**TASK DETAILS:**
In the entries below, how many lines contain the string "None"? Give the number by itself.

**DATA SHOWN:**
****************************************

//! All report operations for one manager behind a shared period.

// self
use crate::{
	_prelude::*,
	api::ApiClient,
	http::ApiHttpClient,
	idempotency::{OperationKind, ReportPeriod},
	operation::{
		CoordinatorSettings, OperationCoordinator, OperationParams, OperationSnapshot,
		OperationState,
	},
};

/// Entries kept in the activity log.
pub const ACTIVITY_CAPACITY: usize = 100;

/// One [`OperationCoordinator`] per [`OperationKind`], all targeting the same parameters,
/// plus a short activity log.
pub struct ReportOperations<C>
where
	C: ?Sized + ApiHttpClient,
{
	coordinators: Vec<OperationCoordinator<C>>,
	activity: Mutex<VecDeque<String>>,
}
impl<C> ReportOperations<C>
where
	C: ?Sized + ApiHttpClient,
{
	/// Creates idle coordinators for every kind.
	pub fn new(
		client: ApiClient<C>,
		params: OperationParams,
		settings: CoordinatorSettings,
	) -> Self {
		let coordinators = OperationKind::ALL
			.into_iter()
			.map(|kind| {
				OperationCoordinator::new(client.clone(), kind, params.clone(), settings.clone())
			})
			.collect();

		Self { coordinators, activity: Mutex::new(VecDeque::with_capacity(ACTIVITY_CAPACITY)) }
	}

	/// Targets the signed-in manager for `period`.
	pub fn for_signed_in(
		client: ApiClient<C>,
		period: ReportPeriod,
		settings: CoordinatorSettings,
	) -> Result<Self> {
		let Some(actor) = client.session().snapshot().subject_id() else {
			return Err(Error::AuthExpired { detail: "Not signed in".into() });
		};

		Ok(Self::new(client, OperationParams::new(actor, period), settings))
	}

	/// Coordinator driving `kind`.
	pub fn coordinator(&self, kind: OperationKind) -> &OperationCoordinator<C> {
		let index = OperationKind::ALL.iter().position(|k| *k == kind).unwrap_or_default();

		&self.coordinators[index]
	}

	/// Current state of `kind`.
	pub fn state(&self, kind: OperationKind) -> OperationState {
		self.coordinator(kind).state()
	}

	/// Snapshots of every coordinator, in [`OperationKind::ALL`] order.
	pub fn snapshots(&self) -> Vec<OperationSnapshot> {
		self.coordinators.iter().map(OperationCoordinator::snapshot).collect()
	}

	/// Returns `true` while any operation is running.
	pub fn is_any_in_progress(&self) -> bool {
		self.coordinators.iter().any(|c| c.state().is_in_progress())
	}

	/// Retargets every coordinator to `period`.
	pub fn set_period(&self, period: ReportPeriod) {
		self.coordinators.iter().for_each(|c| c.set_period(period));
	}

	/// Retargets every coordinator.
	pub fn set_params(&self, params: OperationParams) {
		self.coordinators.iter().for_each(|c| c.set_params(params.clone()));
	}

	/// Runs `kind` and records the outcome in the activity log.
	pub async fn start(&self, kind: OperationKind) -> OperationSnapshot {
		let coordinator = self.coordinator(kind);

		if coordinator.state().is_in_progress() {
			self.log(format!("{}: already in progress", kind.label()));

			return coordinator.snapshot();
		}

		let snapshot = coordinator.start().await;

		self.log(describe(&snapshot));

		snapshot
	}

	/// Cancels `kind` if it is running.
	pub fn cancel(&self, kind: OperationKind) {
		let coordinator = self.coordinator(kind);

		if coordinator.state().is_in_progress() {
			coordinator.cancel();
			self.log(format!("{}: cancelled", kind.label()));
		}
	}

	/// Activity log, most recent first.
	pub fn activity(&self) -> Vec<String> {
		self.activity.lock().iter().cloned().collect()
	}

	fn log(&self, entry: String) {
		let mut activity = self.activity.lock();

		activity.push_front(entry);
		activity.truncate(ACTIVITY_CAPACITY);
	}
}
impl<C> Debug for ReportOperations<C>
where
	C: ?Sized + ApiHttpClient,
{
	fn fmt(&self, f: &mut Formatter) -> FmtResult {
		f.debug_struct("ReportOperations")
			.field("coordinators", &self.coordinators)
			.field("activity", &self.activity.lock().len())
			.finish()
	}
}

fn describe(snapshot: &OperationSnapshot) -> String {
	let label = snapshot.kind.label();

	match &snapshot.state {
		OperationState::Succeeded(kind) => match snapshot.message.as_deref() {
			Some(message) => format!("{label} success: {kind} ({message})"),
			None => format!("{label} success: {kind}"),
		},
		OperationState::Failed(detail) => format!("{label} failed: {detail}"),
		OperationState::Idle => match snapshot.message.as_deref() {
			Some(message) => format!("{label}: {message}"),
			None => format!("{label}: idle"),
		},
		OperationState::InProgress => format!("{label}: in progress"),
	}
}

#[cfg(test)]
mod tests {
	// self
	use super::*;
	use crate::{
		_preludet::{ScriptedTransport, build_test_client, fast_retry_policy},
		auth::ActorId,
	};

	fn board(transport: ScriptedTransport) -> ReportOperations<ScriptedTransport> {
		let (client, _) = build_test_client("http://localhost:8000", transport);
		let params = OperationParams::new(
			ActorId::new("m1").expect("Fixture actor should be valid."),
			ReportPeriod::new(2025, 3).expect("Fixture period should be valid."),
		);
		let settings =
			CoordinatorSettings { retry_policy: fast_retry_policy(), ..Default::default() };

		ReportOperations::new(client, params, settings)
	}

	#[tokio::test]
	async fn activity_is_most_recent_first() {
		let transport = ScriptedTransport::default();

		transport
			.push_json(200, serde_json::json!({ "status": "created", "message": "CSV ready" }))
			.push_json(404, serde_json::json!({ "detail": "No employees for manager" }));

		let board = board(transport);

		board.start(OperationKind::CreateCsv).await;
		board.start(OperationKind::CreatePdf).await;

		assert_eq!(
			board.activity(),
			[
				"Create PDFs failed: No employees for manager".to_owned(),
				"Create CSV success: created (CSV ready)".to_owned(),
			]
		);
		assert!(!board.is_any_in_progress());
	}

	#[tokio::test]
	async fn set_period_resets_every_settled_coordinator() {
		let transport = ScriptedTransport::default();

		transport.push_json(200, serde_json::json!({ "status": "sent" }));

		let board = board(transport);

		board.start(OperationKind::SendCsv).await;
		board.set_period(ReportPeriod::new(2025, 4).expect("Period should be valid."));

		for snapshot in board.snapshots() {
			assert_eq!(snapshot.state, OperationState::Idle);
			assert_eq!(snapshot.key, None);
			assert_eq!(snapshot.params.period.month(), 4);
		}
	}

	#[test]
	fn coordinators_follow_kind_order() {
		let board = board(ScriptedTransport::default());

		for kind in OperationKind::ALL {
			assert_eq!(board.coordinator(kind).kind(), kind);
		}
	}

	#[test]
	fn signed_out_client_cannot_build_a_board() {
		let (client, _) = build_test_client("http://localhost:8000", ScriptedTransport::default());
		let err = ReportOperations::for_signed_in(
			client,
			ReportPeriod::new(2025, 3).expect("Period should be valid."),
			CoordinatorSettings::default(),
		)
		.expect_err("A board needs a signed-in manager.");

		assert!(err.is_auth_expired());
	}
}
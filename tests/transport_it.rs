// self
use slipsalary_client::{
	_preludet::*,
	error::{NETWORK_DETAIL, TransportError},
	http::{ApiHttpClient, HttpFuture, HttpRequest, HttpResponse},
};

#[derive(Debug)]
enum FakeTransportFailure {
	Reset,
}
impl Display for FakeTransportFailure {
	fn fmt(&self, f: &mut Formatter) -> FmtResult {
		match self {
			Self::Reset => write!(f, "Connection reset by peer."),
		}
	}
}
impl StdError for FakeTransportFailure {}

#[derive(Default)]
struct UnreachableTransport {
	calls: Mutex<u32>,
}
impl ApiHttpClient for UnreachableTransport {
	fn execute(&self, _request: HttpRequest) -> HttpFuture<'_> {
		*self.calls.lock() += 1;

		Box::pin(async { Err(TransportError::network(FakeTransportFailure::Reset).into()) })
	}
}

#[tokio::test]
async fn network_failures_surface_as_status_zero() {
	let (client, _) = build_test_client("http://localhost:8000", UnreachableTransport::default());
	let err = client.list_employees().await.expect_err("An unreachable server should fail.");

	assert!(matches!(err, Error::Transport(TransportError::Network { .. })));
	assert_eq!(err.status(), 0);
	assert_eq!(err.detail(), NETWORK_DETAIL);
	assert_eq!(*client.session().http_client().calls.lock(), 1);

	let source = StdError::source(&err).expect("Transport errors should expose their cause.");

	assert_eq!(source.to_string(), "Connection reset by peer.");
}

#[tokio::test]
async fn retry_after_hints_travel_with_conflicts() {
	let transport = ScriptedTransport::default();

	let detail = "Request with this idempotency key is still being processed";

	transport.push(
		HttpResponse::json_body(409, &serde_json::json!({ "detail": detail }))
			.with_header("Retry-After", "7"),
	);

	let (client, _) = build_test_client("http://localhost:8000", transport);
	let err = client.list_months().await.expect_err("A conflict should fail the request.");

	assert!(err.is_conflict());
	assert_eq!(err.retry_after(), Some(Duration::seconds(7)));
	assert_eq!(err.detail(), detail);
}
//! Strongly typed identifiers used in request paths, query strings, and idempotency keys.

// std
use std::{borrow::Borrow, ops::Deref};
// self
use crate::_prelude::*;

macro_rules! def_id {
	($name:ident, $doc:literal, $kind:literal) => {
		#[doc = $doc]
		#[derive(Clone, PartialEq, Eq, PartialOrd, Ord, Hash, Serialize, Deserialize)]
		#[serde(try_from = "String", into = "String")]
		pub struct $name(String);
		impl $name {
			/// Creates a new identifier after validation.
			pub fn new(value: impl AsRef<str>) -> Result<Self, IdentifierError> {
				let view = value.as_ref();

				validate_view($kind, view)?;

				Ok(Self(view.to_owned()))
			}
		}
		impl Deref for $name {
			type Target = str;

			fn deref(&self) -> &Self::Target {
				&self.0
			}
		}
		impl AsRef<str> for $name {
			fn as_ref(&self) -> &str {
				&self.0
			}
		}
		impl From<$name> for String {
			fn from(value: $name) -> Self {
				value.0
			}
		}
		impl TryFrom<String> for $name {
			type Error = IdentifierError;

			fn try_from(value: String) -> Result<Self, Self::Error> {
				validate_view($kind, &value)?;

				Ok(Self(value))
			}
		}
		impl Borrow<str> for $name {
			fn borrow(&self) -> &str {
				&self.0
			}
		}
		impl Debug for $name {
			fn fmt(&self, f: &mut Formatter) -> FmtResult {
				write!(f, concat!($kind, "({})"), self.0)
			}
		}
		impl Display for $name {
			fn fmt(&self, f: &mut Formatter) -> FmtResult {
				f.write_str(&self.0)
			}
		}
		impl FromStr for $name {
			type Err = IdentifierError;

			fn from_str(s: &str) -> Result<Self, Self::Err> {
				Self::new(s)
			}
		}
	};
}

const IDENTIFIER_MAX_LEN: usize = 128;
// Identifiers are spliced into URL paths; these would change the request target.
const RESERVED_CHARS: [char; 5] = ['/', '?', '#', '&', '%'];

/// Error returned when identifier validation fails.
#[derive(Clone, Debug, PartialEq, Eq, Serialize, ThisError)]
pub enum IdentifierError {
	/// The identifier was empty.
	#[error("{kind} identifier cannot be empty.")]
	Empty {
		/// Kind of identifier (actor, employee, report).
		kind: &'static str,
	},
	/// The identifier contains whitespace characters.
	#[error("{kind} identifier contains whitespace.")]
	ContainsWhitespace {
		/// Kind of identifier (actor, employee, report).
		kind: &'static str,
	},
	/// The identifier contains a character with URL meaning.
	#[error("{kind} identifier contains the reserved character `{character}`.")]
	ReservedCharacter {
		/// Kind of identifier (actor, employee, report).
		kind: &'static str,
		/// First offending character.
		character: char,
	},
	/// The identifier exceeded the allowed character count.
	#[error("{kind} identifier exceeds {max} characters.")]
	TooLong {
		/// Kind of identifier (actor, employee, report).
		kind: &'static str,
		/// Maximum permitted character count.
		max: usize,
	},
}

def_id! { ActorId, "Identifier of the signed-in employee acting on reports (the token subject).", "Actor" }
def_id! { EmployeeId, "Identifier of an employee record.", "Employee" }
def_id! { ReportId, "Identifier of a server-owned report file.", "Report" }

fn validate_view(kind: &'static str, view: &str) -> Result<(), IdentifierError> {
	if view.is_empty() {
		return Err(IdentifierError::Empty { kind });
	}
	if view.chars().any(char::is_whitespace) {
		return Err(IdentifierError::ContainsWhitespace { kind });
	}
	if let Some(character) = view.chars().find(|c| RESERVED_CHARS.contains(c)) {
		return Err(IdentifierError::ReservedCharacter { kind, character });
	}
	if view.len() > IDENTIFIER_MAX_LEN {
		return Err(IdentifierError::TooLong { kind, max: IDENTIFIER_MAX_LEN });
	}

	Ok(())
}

****************************************

**YOUR SOLUTION:**
3